◆ PROBLEM REQUIREMENTS ◆
Where the word "unplaced" occurs in a line of the listing below, copy that line.

##### DATA EXTRACTS #####

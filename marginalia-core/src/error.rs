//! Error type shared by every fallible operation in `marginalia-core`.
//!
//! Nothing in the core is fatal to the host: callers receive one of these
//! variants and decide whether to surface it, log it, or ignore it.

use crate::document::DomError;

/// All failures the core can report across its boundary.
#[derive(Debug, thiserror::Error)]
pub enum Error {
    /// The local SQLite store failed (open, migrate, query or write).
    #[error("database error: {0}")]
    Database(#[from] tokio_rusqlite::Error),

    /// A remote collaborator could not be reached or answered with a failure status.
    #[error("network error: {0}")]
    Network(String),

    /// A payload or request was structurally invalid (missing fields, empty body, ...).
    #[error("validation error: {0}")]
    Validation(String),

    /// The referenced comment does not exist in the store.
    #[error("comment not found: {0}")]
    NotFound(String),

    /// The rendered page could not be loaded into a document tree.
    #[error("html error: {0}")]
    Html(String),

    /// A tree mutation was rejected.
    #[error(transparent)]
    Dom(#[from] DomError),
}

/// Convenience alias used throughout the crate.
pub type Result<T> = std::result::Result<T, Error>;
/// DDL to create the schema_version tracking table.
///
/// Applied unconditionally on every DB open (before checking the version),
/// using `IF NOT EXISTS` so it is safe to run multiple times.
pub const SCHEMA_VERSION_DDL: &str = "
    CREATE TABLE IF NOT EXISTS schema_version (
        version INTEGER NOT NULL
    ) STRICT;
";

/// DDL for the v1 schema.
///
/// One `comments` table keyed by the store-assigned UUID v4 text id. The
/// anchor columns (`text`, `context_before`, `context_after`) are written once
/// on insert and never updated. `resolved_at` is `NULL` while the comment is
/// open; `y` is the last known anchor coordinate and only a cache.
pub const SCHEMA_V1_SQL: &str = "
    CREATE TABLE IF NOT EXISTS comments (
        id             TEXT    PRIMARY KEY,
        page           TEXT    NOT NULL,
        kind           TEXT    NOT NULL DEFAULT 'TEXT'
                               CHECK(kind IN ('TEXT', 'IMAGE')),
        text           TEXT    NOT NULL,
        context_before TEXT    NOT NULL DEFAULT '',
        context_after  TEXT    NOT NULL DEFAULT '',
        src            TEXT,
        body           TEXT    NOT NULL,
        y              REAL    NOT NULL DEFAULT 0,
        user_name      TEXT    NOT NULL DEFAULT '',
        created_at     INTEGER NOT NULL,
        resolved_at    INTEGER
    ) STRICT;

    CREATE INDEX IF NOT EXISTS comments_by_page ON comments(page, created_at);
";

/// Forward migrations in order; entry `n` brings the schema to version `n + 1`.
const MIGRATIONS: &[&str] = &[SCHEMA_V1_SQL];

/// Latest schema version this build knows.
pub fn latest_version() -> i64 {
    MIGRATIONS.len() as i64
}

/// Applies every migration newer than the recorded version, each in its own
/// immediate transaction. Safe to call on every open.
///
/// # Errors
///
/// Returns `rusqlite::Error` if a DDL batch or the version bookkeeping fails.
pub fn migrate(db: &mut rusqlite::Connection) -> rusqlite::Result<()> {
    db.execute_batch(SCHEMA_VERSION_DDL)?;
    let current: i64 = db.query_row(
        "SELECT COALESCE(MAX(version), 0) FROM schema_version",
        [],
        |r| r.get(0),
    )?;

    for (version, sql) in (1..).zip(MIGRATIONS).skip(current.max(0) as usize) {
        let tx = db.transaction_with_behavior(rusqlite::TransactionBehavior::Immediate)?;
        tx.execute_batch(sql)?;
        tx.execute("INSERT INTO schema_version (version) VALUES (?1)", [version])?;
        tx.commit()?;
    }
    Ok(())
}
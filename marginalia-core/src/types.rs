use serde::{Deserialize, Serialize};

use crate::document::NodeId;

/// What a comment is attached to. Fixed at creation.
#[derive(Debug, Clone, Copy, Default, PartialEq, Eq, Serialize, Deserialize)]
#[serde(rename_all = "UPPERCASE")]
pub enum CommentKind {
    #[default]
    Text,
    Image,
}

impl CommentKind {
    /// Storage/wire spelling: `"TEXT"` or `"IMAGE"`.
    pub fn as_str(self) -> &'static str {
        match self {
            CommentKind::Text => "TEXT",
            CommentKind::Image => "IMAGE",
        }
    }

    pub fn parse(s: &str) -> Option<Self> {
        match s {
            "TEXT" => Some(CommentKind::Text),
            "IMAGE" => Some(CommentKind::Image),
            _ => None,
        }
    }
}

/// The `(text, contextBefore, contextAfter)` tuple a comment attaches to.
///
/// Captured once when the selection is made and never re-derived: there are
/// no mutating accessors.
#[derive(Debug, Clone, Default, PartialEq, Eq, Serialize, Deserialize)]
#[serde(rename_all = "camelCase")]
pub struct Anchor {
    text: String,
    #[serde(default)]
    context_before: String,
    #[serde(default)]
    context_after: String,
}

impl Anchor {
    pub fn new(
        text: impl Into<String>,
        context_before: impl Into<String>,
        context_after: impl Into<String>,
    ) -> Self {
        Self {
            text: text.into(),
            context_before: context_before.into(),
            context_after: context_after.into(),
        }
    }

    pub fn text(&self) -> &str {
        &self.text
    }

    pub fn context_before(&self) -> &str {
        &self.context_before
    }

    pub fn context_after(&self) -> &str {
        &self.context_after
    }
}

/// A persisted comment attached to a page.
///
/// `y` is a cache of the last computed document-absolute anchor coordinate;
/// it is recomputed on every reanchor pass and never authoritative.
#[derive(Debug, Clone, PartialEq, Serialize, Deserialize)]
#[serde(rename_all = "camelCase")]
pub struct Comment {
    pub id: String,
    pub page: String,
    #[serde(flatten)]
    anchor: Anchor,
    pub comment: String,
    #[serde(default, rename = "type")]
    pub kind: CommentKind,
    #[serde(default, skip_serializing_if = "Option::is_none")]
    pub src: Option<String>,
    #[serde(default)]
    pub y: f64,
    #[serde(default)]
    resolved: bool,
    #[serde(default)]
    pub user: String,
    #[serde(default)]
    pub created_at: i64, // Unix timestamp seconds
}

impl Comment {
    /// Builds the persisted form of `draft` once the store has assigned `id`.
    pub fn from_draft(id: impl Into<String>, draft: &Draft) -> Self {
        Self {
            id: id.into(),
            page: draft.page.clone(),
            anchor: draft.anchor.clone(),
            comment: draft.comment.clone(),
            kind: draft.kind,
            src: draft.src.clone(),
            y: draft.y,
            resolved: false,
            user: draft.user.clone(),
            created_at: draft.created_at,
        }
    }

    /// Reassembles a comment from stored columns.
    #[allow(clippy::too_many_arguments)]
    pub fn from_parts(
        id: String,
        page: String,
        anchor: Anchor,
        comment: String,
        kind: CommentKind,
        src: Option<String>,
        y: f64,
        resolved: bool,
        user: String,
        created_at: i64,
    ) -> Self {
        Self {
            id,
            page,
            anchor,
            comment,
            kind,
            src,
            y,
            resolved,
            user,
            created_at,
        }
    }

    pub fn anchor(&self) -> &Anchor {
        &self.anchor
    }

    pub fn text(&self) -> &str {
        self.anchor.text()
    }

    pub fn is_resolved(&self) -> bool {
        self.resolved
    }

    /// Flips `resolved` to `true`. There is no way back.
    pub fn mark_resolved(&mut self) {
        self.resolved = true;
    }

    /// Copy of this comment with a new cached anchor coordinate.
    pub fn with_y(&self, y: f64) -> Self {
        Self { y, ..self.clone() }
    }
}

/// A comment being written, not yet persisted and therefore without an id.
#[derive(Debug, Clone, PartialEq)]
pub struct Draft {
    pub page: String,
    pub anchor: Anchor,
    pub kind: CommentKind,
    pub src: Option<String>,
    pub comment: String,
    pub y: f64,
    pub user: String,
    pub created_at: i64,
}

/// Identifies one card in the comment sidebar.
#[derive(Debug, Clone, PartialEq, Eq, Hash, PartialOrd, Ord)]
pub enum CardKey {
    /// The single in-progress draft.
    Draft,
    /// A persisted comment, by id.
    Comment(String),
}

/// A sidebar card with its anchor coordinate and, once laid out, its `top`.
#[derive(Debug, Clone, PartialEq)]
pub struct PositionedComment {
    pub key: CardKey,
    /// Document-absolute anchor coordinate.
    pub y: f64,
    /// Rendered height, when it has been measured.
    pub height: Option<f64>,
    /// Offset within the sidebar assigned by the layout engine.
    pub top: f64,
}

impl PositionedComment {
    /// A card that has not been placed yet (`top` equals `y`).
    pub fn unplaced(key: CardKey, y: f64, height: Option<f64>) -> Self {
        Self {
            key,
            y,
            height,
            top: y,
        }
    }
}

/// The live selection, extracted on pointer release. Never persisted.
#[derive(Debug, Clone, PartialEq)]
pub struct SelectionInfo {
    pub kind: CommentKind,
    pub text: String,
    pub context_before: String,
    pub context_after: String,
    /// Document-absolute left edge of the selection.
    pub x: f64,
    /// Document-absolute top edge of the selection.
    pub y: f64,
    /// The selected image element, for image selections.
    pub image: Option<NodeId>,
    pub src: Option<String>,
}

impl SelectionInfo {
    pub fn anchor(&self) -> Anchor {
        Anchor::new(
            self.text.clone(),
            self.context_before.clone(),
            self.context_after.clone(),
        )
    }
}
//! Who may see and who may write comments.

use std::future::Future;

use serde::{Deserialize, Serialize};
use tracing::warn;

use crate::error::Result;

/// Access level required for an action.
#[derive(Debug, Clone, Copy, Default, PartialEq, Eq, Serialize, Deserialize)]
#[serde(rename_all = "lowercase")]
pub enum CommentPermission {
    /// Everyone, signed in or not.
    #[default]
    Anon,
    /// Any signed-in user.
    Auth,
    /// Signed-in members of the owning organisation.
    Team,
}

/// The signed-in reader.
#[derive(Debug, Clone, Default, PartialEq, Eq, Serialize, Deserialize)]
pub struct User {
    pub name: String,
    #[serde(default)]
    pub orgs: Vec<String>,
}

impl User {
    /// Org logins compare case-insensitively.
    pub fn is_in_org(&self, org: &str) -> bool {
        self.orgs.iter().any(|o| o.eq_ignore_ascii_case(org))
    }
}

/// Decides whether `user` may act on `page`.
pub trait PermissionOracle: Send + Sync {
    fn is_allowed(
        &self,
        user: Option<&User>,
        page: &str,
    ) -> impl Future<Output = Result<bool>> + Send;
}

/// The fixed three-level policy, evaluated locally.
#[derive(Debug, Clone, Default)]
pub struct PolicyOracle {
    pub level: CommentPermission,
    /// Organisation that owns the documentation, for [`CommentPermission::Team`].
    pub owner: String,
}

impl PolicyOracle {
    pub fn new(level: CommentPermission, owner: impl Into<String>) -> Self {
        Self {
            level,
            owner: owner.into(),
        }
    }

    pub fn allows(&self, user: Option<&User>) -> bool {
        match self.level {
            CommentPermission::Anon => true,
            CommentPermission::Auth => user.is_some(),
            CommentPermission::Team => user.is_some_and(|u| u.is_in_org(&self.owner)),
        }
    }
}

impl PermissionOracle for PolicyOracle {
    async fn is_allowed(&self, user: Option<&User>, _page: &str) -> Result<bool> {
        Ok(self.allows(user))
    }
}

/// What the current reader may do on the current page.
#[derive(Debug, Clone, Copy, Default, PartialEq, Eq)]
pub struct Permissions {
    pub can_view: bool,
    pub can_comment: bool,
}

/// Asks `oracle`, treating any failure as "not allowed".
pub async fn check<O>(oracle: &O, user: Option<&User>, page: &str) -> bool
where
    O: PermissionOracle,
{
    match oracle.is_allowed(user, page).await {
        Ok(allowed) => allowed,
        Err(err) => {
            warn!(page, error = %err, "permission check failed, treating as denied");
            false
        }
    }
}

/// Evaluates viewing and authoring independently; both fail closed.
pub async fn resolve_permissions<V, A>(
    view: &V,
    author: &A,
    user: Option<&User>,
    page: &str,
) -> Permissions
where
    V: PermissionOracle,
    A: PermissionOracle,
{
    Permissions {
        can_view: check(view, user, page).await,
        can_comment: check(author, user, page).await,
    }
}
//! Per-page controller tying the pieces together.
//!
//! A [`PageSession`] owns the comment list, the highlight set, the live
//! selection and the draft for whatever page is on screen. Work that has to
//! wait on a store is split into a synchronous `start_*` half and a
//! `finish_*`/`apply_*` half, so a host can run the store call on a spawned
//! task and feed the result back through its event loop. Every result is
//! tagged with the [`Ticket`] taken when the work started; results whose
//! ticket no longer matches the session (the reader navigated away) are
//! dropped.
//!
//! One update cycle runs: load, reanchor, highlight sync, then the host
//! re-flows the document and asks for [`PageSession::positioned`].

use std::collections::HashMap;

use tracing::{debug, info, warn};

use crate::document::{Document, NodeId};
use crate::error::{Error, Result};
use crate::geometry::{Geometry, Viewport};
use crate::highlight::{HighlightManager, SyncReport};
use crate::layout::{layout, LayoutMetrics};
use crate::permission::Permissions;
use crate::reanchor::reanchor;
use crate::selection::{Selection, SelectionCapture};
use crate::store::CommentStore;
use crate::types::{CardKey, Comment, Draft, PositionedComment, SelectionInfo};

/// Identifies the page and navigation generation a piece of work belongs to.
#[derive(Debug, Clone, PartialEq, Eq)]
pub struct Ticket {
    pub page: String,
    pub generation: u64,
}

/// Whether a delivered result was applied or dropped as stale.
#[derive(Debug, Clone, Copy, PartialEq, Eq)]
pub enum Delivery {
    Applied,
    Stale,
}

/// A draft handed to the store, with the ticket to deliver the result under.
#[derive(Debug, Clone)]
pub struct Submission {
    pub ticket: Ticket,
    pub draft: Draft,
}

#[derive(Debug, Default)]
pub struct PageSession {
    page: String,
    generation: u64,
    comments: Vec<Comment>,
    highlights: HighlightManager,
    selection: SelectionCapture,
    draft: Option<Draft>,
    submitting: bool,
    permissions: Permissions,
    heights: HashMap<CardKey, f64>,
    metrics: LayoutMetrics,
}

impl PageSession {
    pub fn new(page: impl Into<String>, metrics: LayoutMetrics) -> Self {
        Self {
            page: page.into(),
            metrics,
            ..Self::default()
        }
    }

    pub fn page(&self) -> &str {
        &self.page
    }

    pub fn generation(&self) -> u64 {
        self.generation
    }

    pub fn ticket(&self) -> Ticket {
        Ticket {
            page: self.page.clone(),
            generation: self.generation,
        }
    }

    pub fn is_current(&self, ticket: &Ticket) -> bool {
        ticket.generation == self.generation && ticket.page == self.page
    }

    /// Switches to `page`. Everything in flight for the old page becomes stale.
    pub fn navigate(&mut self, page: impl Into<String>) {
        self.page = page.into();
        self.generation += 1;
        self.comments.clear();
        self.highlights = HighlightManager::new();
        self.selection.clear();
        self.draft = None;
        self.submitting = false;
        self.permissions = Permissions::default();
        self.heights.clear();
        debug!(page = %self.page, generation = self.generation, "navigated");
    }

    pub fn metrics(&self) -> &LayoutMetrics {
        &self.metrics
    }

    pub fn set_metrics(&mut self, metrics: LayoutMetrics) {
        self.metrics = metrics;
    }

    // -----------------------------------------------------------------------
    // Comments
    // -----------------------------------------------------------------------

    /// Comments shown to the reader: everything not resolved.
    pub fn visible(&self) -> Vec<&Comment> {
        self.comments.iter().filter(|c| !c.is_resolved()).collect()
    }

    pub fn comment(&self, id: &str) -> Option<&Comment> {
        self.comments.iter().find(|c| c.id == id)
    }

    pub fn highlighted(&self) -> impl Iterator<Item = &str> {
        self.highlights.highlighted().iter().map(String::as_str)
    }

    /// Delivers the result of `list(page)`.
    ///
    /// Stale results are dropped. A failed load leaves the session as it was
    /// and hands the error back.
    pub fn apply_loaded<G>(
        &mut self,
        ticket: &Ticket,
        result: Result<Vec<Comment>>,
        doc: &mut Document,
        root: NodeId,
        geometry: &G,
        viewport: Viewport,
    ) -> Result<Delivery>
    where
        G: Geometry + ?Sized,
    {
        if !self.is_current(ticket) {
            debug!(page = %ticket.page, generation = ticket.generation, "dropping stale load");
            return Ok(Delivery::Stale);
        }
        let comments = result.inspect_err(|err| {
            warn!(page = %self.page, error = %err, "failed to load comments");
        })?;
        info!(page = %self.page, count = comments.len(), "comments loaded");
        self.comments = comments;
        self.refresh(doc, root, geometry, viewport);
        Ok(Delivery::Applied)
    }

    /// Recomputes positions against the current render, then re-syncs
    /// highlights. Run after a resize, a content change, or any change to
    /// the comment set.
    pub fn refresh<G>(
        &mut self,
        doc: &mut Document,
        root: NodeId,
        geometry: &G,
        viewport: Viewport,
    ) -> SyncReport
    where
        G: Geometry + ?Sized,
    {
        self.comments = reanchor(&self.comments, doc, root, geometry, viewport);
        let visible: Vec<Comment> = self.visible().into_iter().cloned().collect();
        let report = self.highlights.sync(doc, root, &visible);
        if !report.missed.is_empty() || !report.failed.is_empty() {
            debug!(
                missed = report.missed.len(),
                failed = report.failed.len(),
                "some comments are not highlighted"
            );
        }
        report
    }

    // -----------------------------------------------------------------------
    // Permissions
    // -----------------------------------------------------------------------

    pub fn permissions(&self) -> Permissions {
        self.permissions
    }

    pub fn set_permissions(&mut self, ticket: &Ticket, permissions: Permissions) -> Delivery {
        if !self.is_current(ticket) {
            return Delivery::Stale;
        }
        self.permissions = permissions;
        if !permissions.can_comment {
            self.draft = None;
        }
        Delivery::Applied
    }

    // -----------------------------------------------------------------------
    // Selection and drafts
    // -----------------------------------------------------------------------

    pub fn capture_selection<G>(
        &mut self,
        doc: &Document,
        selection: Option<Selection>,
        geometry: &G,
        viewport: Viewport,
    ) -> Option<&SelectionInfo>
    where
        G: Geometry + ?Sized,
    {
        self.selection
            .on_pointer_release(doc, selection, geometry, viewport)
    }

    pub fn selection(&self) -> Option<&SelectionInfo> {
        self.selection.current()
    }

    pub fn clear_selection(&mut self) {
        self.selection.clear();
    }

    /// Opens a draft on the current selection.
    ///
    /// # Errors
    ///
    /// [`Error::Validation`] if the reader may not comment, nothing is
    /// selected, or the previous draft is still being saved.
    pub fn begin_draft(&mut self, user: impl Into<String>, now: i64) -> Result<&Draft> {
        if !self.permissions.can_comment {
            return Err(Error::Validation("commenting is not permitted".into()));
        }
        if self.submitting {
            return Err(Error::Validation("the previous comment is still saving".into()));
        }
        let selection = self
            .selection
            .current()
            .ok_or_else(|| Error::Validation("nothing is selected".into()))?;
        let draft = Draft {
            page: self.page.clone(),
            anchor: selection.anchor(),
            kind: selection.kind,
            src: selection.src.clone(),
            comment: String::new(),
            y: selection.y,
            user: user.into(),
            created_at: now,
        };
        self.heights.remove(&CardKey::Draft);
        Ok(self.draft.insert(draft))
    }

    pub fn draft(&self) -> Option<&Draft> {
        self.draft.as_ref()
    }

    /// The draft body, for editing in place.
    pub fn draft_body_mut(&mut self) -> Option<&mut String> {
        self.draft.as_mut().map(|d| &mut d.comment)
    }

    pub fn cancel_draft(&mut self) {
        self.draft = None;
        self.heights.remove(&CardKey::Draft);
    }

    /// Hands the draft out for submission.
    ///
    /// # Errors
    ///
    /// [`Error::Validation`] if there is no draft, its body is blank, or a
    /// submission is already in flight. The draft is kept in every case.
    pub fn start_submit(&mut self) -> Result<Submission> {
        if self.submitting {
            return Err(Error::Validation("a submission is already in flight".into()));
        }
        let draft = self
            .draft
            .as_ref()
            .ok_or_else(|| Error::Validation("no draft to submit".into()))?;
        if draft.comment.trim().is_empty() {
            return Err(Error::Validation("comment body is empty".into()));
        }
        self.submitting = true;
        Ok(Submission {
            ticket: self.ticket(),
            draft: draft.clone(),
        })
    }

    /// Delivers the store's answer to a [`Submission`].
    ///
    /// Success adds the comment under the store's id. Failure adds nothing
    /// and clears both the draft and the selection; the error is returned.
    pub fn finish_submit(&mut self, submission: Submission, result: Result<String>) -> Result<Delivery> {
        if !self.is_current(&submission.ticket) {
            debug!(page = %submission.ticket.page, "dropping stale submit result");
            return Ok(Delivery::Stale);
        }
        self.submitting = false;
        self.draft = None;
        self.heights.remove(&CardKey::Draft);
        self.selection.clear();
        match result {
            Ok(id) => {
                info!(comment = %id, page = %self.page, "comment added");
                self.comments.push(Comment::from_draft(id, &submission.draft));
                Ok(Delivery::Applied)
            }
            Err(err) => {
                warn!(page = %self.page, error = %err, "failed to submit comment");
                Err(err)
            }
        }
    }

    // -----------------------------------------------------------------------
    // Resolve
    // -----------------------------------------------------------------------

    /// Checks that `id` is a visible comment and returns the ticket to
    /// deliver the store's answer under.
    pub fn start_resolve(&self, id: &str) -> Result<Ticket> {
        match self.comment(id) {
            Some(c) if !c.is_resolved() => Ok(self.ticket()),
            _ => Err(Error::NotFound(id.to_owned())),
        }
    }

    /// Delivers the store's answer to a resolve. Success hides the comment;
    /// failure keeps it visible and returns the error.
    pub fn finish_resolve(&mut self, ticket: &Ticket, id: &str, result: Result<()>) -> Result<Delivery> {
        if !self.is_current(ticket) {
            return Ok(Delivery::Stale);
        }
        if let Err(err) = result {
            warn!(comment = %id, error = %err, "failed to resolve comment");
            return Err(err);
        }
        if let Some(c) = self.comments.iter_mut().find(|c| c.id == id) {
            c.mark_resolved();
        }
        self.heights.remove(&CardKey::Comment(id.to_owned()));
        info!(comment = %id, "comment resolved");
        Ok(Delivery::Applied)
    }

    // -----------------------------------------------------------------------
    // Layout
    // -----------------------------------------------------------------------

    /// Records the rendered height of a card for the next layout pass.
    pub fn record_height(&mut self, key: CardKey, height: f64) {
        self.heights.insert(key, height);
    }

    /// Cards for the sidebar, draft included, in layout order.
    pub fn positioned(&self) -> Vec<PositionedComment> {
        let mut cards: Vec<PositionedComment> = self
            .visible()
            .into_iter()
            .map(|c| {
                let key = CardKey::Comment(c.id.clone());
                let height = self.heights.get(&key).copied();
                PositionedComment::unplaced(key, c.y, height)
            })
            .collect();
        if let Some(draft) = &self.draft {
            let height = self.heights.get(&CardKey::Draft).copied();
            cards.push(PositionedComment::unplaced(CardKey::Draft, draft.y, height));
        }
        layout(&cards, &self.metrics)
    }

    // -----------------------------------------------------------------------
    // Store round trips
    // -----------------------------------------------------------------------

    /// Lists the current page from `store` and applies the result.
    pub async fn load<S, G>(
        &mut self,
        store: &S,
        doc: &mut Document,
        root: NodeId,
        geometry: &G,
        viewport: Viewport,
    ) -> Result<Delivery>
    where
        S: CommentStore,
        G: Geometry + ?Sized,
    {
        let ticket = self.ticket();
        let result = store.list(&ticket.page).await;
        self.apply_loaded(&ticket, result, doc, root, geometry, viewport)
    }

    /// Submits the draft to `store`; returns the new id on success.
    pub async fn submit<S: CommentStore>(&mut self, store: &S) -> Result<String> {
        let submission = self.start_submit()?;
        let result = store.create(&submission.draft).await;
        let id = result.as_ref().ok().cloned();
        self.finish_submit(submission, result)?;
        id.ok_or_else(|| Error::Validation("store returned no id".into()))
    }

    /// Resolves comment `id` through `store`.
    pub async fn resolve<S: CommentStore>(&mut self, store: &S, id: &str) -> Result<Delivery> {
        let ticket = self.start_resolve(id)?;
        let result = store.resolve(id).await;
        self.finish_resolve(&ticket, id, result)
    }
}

#####

◆ ANSWER TO THE EXERCISE ◆
    pub fn unplaced(key: CardKey, y: f64, height: Option<f64>) -> Self {
                PositionedComment::unplaced(key, c.y, height)
            cards.push(PositionedComment::unplaced(CardKey::Draft, draft.y, height));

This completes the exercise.